What Breivik's observations illustrate especially well - unknowingly and unintentionally, of course - is just how invested Euro-American society is in disavowing its own racism. And the need to find him insane? That's just a symptom of the problem.

2 comments:

Nathan Plastic said...

I *think* that I agree with you entirely, but I'm not sure what you mean by a couple of sentences:

"But that similarity needs to be denied, repeatedly but softly." Which similarity are you referring to? Who does it need to be denied by? Are you referring to the need of white/mainstream society to deny the similarities between "crazy" white terrorists and muslim terrorists? Or are you saying that we *ought* to be denying some other type of similarity? I don't get it.

"(We don't even really entertain the possibility, do we?)" What possibility? That both types of terrorists are crazy? Or that both types of terrorists are coldly rational? Or are you referring to the possibility of a double standard?

Otherwise, I certainly agree with you. Breivik makes a fair point, albeit for entirely the wrong reasons.

neilshyminsky said...

Right. "The similarity" is the similarity between white, Christian terrorists and brown, Muslim ones. And it needs to be denied by people who are invested in seeing that "we" are different from "them".

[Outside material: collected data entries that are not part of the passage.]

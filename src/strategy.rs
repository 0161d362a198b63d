//! The interchangeable cast implementations.
//!
//! A [`Strategy`] answers one question for a fixed target class: is the object an instance
//! of the target or of one of its subclasses? On success it returns the embedded sub-object
//! of the target class.

use crate::catalog::{Catalog, CatalogError, ClassId};
use crate::class::{Class, Object};
use std::any::Any;
use std::fmt::{Debug, Display, Formatter};
use std::rc::Rc;

/// A monomorphized cast function.
pub type CastFn = for<'a> fn(&'a dyn Object) -> Option<&'a dyn Object>;

type BoxedCast = Box<dyn for<'a> Fn(&'a dyn Object) -> Option<&'a dyn Object>>;

/// The non-polymorphic baseline. Every object is treated as its root, so this never fails.
#[inline]
pub fn static_cast(obj: &dyn Object) -> Option<&dyn Object> {
    Some(obj)
}

/// The language-level cast: tests [`Any::is`] on every embedded parent, most derived first.
#[inline]
pub fn native_cast<T: Any>(obj: &dyn Object) -> Option<&dyn Object> {
    let mut current = obj;
    loop {
        if current.as_any().is::<T>() {
            return Some(current);
        }
        current = current.parent()?;
    }
}

/// Walks `hops` parents up from `obj`.
#[inline]
fn climb(obj: &dyn Object, hops: u32) -> Option<&dyn Object> {
    let mut current = obj;
    for _ in 0..hops {
        current = current.parent()?;
    }
    Some(current)
}

/// The ways a [`Strategy`] can identify classes.
#[derive(Copy, Clone, Hash, Eq, PartialEq, Debug)]
pub enum CastKind {
    /// See [`native_cast`].
    Native,
    /// Tests the class stamp of the object against the precomputed ancestry mask of its class.
    Ancestry,
    /// Looks the [`TypeId`](std::any::TypeId) of the object up in the catalog and follows
    /// the registered parent links.
    Registry,
}

impl CastKind {
    /// All kinds in report order.
    pub const ALL: [CastKind; 3] = [CastKind::Native, CastKind::Ancestry, CastKind::Registry];

    /// The name used in reports.
    pub fn name(self) -> &'static str {
        use CastKind::*;
        match self {
            Native => "native",
            Ancestry => "ancestry",
            Registry => "registry",
        }
    }

    /// Builds the strategy of this kind targeting `target`.
    pub fn strategy(self, catalog: &Rc<Catalog>, target: ClassId) -> Strategy {
        let label = catalog.node(target).label;
        match self {
            CastKind::Native => Strategy::new(label, catalog.native(target)),
            CastKind::Ancestry => ancestry(label, Rc::clone(catalog), target),
            CastKind::Registry => registry(label, Rc::clone(catalog), target),
        }
    }

    /// Builds the strategy of this kind targeting `T`.
    ///
    /// This fails if `T` is not registered in `catalog`.
    pub fn strategy_for<T: Class>(self, catalog: &Rc<Catalog>) -> Result<Strategy, CatalogError> {
        let target = catalog.resolve::<T>()?;
        Ok(self.strategy(catalog, target))
    }
}

impl Display for CastKind {
    fn fmt(&self, f: &mut Formatter<'_>) -> std::fmt::Result {
        f.write_str(self.name())
    }
}

fn ancestry(label: &'static str, catalog: Rc<Catalog>, target: ClassId) -> Strategy {
    let mask = target.bit();
    let depth = catalog.node(target).depth;
    Strategy::new(label, move |obj| {
        let node = catalog.node(obj.class_id());
        if node.ancestry & mask == 0 {
            return None;
        }
        climb(obj, node.depth - depth)
    })
}

fn registry(label: &'static str, catalog: Rc<Catalog>, target: ClassId) -> Strategy {
    Strategy::new(label, move |obj| {
        let mut class = catalog.lookup(Any::type_id(obj.as_any()))?;
        let mut hops = 0;
        while class != target {
            class = catalog.node(class).parent?;
            hops += 1;
        }
        climb(obj, hops)
    })
}

/// A labelled cast implementation with a fixed target class.
pub struct Strategy {
    label: &'static str,
    cast: BoxedCast,
}

impl Strategy {
    /// Creates a [`Strategy`] from any cast function.
    pub fn new<F>(label: &'static str, cast: F) -> Self
    where
        F: for<'a> Fn(&'a dyn Object) -> Option<&'a dyn Object> + 'static,
    {
        Strategy {
            label,
            cast: Box::new(cast),
        }
    }

    /// The baseline strategy, see [`static_cast`].
    pub fn baseline() -> Self {
        Strategy::new("-", static_cast)
    }

    /// The label of the target class.
    pub fn label(&self) -> &'static str {
        self.label
    }

    /// Casts `obj` to the target class.
    #[inline]
    pub fn cast<'a>(&self, obj: &'a dyn Object) -> Option<&'a dyn Object> {
        (self.cast)(obj)
    }
}

impl Debug for Strategy {
    fn fmt(&self, f: &mut Formatter<'_>) -> std::fmt::Result {
        f.debug_struct("Strategy").field("label", &self.label).finish()
    }
}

It was a slightly sarcastic sentence, and the next sentence was even more snarky. (But not obviously snarky.) Yeah, we don't see the mainstream media ("we") even consider that there's a double-standard at work - either both crazy or both rational. (Andrew Coyne's response to Breivik's testimony actually prompted this - he was Tweeting about how clearly insane he was because he wanted to behead the PM. As if that said it all, right there.)